_About this exercise_
Copy out each line containing "matches" from the entries below.

_Data under study_
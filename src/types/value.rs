use std::{cmp::Ordering, fmt};

use chrono::{DateTime, NaiveDateTime};
use serde::{Deserialize, Serialize};

use crate::types::{LobId, PageId, error::DatabaseError};

const TIMESTAMP_FORMAT: &str = "%Y-%m-%d %H:%M:%S";

#[derive(Debug, Clone, Copy, PartialEq, Eq, Hash, Serialize, Deserialize)]
pub enum DataType {
    Integer,
    Real,
    Boolean,
    Text,
    Clob,
    Blob,
    Timestamp,
}

impl DataType {
    pub fn from_string(type_name: &str) -> Result<Self, DatabaseError> {
        let upper = type_name.trim().to_ascii_uppercase();
        let base = upper.split('(').next().unwrap_or("").trim();
        match base {
            "INT" | "INTEGER" | "BIGINT" | "SMALLINT" | "TINYINT" => Ok(DataType::Integer),
            "REAL" | "DOUBLE" | "FLOAT" | "DECIMAL" | "NUMERIC" | "DOUBLE PRECISION" => {
                Ok(DataType::Real)
            }
            "BOOL" | "BOOLEAN" => Ok(DataType::Boolean),
            "TEXT" | "VARCHAR" | "CHAR" | "CHARACTER" | "STRING" => Ok(DataType::Text),
            "CLOB" => Ok(DataType::Clob),
            "BLOB" | "BINARY" | "VARBINARY" | "BYTEA" => Ok(DataType::Blob),
            "TIMESTAMP" | "DATETIME" => Ok(DataType::Timestamp),
            _ => Err(DatabaseError::TypeMismatch {
                expected: "a supported column type".to_string(),
                actual: type_name.to_string(),
            }),
        }
    }

    pub fn is_lob(&self) -> bool {
        matches!(self, DataType::Clob | DataType::Blob)
    }

    pub fn lob_kind(&self) -> Option<LobKind> {
        match self {
            DataType::Clob => Some(LobKind::Clob),
            DataType::Blob => Some(LobKind::Blob),
            _ => None,
        }
    }
}

impl fmt::Display for DataType {
    fn fmt(&self, f: &mut fmt::Formatter<'_>) -> fmt::Result {
        let name = match self {
            DataType::Integer => "INTEGER",
            DataType::Real => "REAL",
            DataType::Boolean => "BOOLEAN",
            DataType::Text => "VARCHAR",
            DataType::Clob => "CLOB",
            DataType::Blob => "BLOB",
            DataType::Timestamp => "TIMESTAMP",
        };
        f.write_str(name)
    }
}

#[derive(Debug, Clone, Copy, PartialEq, Eq, Hash, Serialize, Deserialize)]
pub enum LobKind {
    Clob,
    Blob,
}

impl LobKind {
    fn as_u8(&self) -> u8 {
        match self {
            LobKind::Clob => 0,
            LobKind::Blob => 1,
        }
    }

    fn from_u8(value: u8) -> Result<Self, DatabaseError> {
        match value {
            0 => Ok(LobKind::Clob),
            1 => Ok(LobKind::Blob),
            _ => Err(DatabaseError::SerializationError {
                details: format!("Unknown LOB kind: {}", value),
            }),
        }
    }
}

/// Reference planted in a row in place of a value that lives in the LOB store.
#[derive(Debug, Clone, Copy, PartialEq, Eq, Hash, Serialize, Deserialize)]
pub struct LobRef {
    pub lob_id: LobId,
    pub first_page: PageId,
    /// Length in bytes of the stored stream.
    pub length: u64,
    pub kind: LobKind,
}

#[derive(Debug, Clone, PartialEq, Serialize, Deserialize)]
pub enum Value {
    Null,
    Integer(i64),
    Real(f64),
    Boolean(bool),
    Text(String),
    Blob(Vec<u8>),
    Timestamp(i64),
    Lob(LobRef),
}

const TAG_NULL: u8 = 0;
const TAG_INTEGER: u8 = 1;
const TAG_REAL: u8 = 2;
const TAG_TEXT: u8 = 3;
const TAG_BLOB: u8 = 4;
const TAG_BOOLEAN: u8 = 5;
const TAG_TIMESTAMP: u8 = 6;
const TAG_LOB: u8 = 7;

impl Value {
    pub fn data_type(&self) -> Option<DataType> {
        match self {
            Value::Null => None,
            Value::Integer(_) => Some(DataType::Integer),
            Value::Real(_) => Some(DataType::Real),
            Value::Boolean(_) => Some(DataType::Boolean),
            Value::Text(_) => Some(DataType::Text),
            Value::Blob(_) => Some(DataType::Blob),
            Value::Timestamp(_) => Some(DataType::Timestamp),
            Value::Lob(lob) => Some(match lob.kind {
                LobKind::Clob => DataType::Clob,
                LobKind::Blob => DataType::Blob,
            }),
        }
    }

    pub fn is_null(&self) -> bool {
        matches!(self, Value::Null)
    }

    pub fn is_compatible_with_type(&self, data_type: &DataType) -> bool {
        match (self, data_type) {
            (Value::Null, _) => true,
            (Value::Integer(_), DataType::Integer) => true,
            (Value::Integer(_) | Value::Real(_), DataType::Real) => true,
            (Value::Boolean(_), DataType::Boolean) => true,
            (Value::Text(_), DataType::Text | DataType::Clob) => true,
            (Value::Blob(_), DataType::Blob) => true,
            (Value::Timestamp(_), DataType::Timestamp) => true,
            (Value::Lob(lob), DataType::Clob) => lob.kind == LobKind::Clob,
            (Value::Lob(lob), DataType::Blob) => lob.kind == LobKind::Blob,
            _ => false,
        }
    }

    /// Convert a literal into the representation a column of `data_type` stores.
    pub fn coerce_to(self, data_type: &DataType) -> Result<Value, DatabaseError> {
        let mismatch = |value: &Value| DatabaseError::TypeMismatch {
            expected: data_type.to_string(),
            actual: format!("{:?}", value),
        };
        match (self, data_type) {
            (Value::Null, _) => Ok(Value::Null),
            (Value::Integer(i), DataType::Real) => Ok(Value::Real(i as f64)),
            (Value::Integer(i), DataType::Boolean) => Ok(Value::Boolean(i != 0)),
            (Value::Integer(i), DataType::Timestamp) => Ok(Value::Timestamp(i)),
            (Value::Text(s), DataType::Timestamp) => Ok(Value::Timestamp(parse_timestamp(&s)?)),
            (Value::Text(s), DataType::Real) => {
                let parsed = s.trim().parse::<f64>();
                match parsed {
                    Ok(r) => Ok(Value::Real(r)),
                    Err(_) => Err(mismatch(&Value::Text(s))),
                }
            }
            (Value::Text(s), DataType::Blob) => Ok(Value::Blob(s.into_bytes())),
            (value, data_type) if value.is_compatible_with_type(data_type) => Ok(value),
            (value, _) => Err(mismatch(&value)),
        }
    }

    /// Total order used by index keys: NULL < BOOLEAN < numbers < TIMESTAMP < text < binary < LOB refs.
    pub fn compare(&self, other: &Value) -> Ordering {
        match (self, other) {
            (Value::Integer(a), Value::Integer(b)) => a.cmp(b),
            (Value::Integer(a), Value::Real(b)) => (*a as f64).total_cmp(b),
            (Value::Real(a), Value::Integer(b)) => a.total_cmp(&(*b as f64)),
            (Value::Real(a), Value::Real(b)) => a.total_cmp(b),
            (Value::Boolean(a), Value::Boolean(b)) => a.cmp(b),
            (Value::Timestamp(a), Value::Timestamp(b)) => a.cmp(b),
            (Value::Text(a), Value::Text(b)) => a.cmp(b),
            (Value::Blob(a), Value::Blob(b)) => a.cmp(b),
            (Value::Lob(a), Value::Lob(b)) => a.lob_id.cmp(&b.lob_id),
            (a, b) => a.rank().cmp(&b.rank()),
        }
    }

    fn rank(&self) -> u8 {
        match self {
            Value::Null => 0,
            Value::Boolean(_) => 1,
            Value::Integer(_) | Value::Real(_) => 2,
            Value::Timestamp(_) => 3,
            Value::Text(_) => 4,
            Value::Blob(_) => 5,
            Value::Lob(_) => 6,
        }
    }

    pub fn serialized_size(&self) -> usize {
        match self {
            Value::Null => 1,
            Value::Integer(_) | Value::Real(_) | Value::Timestamp(_) => 1 + 8,
            Value::Boolean(_) => 1 + 1,
            Value::Text(s) => 1 + 4 + s.len(),
            Value::Blob(b) => 1 + 4 + b.len(),
            Value::Lob(_) => 1 + 8 + 8 + 8 + 1,
        }
    }

    pub fn to_bytes(&self) -> Vec<u8> {
        let mut buffer = Vec::with_capacity(self.serialized_size());
        self.write_to(&mut buffer);
        buffer
    }

    pub fn write_to(&self, buffer: &mut Vec<u8>) {
        match self {
            Value::Null => buffer.push(TAG_NULL),
            Value::Integer(i) => {
                buffer.push(TAG_INTEGER);
                buffer.extend_from_slice(&i.to_le_bytes());
            }
            Value::Real(r) => {
                buffer.push(TAG_REAL);
                buffer.extend_from_slice(&r.to_le_bytes());
            }
            Value::Text(s) => {
                buffer.push(TAG_TEXT);
                buffer.extend_from_slice(&(s.len() as u32).to_le_bytes());
                buffer.extend_from_slice(s.as_bytes());
            }
            Value::Blob(b) => {
                buffer.push(TAG_BLOB);
                buffer.extend_from_slice(&(b.len() as u32).to_le_bytes());
                buffer.extend_from_slice(b);
            }
            Value::Boolean(b) => {
                buffer.push(TAG_BOOLEAN);
                buffer.push(*b as u8);
            }
            Value::Timestamp(t) => {
                buffer.push(TAG_TIMESTAMP);
                buffer.extend_from_slice(&t.to_le_bytes());
            }
            Value::Lob(lob) => {
                buffer.push(TAG_LOB);
                buffer.extend_from_slice(&lob.lob_id.to_le_bytes());
                buffer.extend_from_slice(&lob.first_page.to_le_bytes());
                buffer.extend_from_slice(&lob.length.to_le_bytes());
                buffer.push(lob.kind.as_u8());
            }
        }
    }

    /// Decode one value from the front of `bytes`, returning it with the number of bytes consumed.
    pub fn decode(bytes: &[u8]) -> Result<(Value, usize), DatabaseError> {
        let Some(&tag) = bytes.first() else {
            return Err(DatabaseError::SerializationError {
                details: "Empty value bytes".to_string(),
            });
        };
        let body = &bytes[1..];
        let (value, body_len) = match tag {
            TAG_NULL => (Value::Null, 0),
            TAG_INTEGER => (Value::Integer(i64::from_le_bytes(take_array(body, "integer")?)), 8),
            TAG_REAL => (Value::Real(f64::from_le_bytes(take_array(body, "real")?)), 8),
            TAG_TIMESTAMP => (
                Value::Timestamp(i64::from_le_bytes(take_array(body, "timestamp")?)),
                8,
            ),
            TAG_BOOLEAN => {
                let [b] = take_array::<1>(body, "boolean")?;
                (Value::Boolean(b != 0), 1)
            }
            TAG_TEXT | TAG_BLOB => {
                let length = u32::from_le_bytes(take_array(body, "length")?) as usize;
                if body.len() < 4 + length {
                    return Err(DatabaseError::SerializationError {
                        details: format!(
                            "Insufficient bytes for value type {}: expected {}, got {}",
                            tag,
                            4 + length,
                            body.len()
                        ),
                    });
                }
                let data = &body[4..4 + length];
                let value = if tag == TAG_TEXT {
                    Value::Text(String::from_utf8(data.to_vec()).map_err(|_| {
                        DatabaseError::SerializationError {
                            details: "Invalid UTF-8 in text value".to_string(),
                        }
                    })?)
                } else {
                    Value::Blob(data.to_vec())
                };
                (value, 4 + length)
            }
            TAG_LOB => {
                if body.len() < 25 {
                    return Err(DatabaseError::SerializationError {
                        details: "Incomplete LOB reference".to_string(),
                    });
                }
                let lob = LobRef {
                    lob_id: u64::from_le_bytes(take_array(&body[0..], "lob id")?),
                    first_page: u64::from_le_bytes(take_array(&body[8..], "lob page")?),
                    length: u64::from_le_bytes(take_array(&body[16..], "lob length")?),
                    kind: LobKind::from_u8(body[24])?,
                };
                (Value::Lob(lob), 25)
            }
            _ => {
                return Err(DatabaseError::SerializationError {
                    details: format!("Unknown type discriminant: {}", tag),
                });
            }
        };
        Ok((value, 1 + body_len))
    }

    /// Render as a SQL literal for the recovery script.
    pub fn to_sql_literal(&self) -> String {
        match self {
            Value::Null => "NULL".to_string(),
            Value::Integer(i) => i.to_string(),
            Value::Real(r) if r.is_finite() => format!("{:?}", r),
            Value::Real(r) => quote_text(&r.to_string()),
            Value::Boolean(b) => if *b { "TRUE" } else { "FALSE" }.to_string(),
            Value::Text(s) => quote_text(s),
            Value::Blob(b) => format!("X'{}'", hex_encode(b)),
            Value::Timestamp(t) => quote_text(&format_timestamp(*t)),
            // LOB references are inlined by the script writer; this is the fallback.
            Value::Lob(_) => "NULL".to_string(),
        }
    }
}

impl fmt::Display for Value {
    fn fmt(&self, f: &mut fmt::Formatter<'_>) -> fmt::Result {
        match self {
            Value::Null => write!(f, "NULL"),
            Value::Integer(i) => write!(f, "{}", i),
            Value::Real(r) => write!(f, "{}", r),
            Value::Boolean(b) => write!(f, "{}", b),
            Value::Text(s) => write!(f, "{}", s),
            Value::Blob(b) => write!(f, "X'{}'", hex_encode(b)),
            Value::Timestamp(t) => write!(f, "{}", format_timestamp(*t)),
            Value::Lob(lob) => write!(f, "<lob {} ({} bytes)>", lob.lob_id, lob.length),
        }
    }
}

fn take_array<const N: usize>(bytes: &[u8], what: &str) -> Result<[u8; N], DatabaseError> {
    bytes
        .get(..N)
        .and_then(|slice| slice.try_into().ok())
        .ok_or_else(|| DatabaseError::SerializationError {
            details: format!("Incomplete {}", what),
        })
}

pub fn quote_text(text: &str) -> String {
    let mut quoted = String::with_capacity(text.len() + 2);
    quoted.push('\'');
    for ch in text.chars() {
        if ch == '\'' {
            quoted.push('\'');
        }
        quoted.push(ch);
    }
    quoted.push('\'');
    quoted
}

pub fn hex_encode(bytes: &[u8]) -> String {
    const DIGITS: &[u8; 16] = b"0123456789ABCDEF";
    let mut out = String::with_capacity(bytes.len() * 2);
    for byte in bytes {
        out.push(DIGITS[(byte >> 4) as usize] as char);
        out.push(DIGITS[(byte & 0x0f) as usize] as char);
    }
    out
}

pub fn hex_decode(text: &str) -> Result<Vec<u8>, DatabaseError> {
    if text.len() % 2 != 0 {
        return Err(DatabaseError::SerializationError {
            details: "Hex literal has an odd number of digits".to_string(),
        });
    }
    (0..text.len())
        .step_by(2)
        .map(|i| {
            u8::from_str_radix(&text[i..i + 2], 16).map_err(|_| {
                DatabaseError::SerializationError {
                    details: format!("Invalid hex digits: {}", &text[i..i + 2]),
                }
            })
        })
        .collect()
}

pub fn format_timestamp(seconds: i64) -> String {
    match DateTime::from_timestamp(seconds, 0) {
        Some(datetime) => datetime.format(TIMESTAMP_FORMAT).to_string(),
        None => seconds.to_string(),
    }
}

pub fn parse_timestamp(text: &str) -> Result<i64, DatabaseError> {
    let text = text.trim();
    if let Ok(seconds) = text.parse::<i64>() {
        return Ok(seconds);
    }
    NaiveDateTime::parse_from_str(text, TIMESTAMP_FORMAT)
        .map(|datetime| datetime.and_utc().timestamp())
        .map_err(|_| DatabaseError::TypeMismatch {
            expected: "TIMESTAMP".to_string(),
            actual: text.to_string(),
        })
}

_Exercise output_
        matches!(self, DataType::Clob | DataType::Blob)
        matches!(self, Value::Null)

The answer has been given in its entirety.